● **Aim of the task**:
Take the data below and filter it for lines containing the word "PoolStats"; show each line found.

● **Task inputs**:
──────

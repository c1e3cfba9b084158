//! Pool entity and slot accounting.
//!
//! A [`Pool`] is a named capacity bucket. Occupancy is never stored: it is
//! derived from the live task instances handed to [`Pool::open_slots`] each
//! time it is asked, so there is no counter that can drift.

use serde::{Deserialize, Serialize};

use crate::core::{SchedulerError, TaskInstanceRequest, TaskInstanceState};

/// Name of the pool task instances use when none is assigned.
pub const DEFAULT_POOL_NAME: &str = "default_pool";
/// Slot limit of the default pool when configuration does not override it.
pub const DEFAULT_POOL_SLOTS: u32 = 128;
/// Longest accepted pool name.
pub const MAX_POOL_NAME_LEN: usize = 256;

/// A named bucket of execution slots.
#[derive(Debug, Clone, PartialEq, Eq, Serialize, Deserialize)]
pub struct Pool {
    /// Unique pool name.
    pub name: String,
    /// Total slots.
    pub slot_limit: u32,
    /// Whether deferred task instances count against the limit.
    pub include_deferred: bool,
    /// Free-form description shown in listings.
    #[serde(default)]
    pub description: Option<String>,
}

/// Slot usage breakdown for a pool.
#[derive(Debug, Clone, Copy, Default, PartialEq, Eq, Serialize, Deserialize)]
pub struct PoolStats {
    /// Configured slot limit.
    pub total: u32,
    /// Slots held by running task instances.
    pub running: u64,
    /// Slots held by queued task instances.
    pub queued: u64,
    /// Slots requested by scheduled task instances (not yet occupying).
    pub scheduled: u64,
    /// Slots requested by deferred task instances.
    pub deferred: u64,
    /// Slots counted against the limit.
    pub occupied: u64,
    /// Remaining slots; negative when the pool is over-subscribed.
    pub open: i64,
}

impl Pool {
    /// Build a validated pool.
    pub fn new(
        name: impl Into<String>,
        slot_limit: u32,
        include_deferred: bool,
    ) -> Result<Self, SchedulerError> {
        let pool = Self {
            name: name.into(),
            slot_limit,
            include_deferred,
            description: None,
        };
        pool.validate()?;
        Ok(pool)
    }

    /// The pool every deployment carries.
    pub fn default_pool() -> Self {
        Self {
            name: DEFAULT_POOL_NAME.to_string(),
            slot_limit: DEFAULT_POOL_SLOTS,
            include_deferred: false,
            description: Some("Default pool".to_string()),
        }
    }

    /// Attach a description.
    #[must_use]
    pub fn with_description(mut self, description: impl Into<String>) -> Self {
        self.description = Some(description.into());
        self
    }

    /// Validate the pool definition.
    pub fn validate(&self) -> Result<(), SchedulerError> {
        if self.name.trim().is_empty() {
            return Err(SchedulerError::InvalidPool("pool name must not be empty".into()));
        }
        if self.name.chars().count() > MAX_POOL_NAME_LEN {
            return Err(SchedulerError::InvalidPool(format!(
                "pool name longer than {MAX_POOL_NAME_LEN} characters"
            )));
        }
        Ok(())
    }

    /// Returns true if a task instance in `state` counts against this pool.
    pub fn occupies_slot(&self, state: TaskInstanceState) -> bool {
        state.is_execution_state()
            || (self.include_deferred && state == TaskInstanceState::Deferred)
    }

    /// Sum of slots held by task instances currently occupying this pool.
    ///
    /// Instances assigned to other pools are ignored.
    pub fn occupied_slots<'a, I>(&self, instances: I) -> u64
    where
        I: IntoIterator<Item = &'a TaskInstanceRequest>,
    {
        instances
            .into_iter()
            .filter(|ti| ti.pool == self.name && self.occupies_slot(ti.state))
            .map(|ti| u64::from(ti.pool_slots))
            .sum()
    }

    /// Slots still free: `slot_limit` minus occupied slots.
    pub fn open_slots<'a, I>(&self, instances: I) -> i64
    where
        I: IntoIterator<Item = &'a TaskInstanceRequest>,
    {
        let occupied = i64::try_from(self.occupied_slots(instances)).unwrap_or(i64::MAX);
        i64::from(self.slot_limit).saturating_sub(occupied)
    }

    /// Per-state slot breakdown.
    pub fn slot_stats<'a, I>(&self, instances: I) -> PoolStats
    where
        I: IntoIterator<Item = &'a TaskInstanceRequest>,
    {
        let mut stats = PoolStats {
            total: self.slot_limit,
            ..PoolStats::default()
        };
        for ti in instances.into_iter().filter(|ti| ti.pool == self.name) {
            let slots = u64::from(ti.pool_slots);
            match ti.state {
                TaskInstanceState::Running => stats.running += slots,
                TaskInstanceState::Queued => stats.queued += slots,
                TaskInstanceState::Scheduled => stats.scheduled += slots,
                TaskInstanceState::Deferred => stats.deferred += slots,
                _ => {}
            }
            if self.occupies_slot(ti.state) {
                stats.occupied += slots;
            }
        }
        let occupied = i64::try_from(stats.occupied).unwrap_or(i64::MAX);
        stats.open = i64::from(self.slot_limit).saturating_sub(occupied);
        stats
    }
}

──────

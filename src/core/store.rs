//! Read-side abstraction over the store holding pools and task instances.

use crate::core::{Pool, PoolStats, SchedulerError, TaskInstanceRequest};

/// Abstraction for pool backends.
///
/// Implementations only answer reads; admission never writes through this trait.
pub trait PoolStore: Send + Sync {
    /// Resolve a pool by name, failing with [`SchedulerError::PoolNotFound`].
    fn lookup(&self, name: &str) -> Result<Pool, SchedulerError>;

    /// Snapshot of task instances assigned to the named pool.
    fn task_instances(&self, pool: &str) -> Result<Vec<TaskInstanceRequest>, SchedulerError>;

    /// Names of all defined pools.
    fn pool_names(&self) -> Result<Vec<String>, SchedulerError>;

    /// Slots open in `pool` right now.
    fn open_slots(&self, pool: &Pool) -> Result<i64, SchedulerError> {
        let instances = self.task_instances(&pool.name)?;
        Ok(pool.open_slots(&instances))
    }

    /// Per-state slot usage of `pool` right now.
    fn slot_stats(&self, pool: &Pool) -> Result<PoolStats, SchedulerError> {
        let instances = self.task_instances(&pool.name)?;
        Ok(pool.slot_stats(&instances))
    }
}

──────

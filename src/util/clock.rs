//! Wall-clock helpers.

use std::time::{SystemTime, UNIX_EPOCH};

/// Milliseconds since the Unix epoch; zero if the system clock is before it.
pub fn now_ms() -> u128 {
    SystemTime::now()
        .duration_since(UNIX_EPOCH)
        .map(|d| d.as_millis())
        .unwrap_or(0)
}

──────

● **Written response**:
pub struct PoolStats {
    pub fn slot_stats<'a, I>(&self, instances: I) -> PoolStats
        let mut stats = PoolStats {
            ..PoolStats::default()
use crate::core::{Pool, PoolStats, SchedulerError, TaskInstanceRequest};
    fn slot_stats(&self, pool: &Pool) -> Result<PoolStats, SchedulerError> {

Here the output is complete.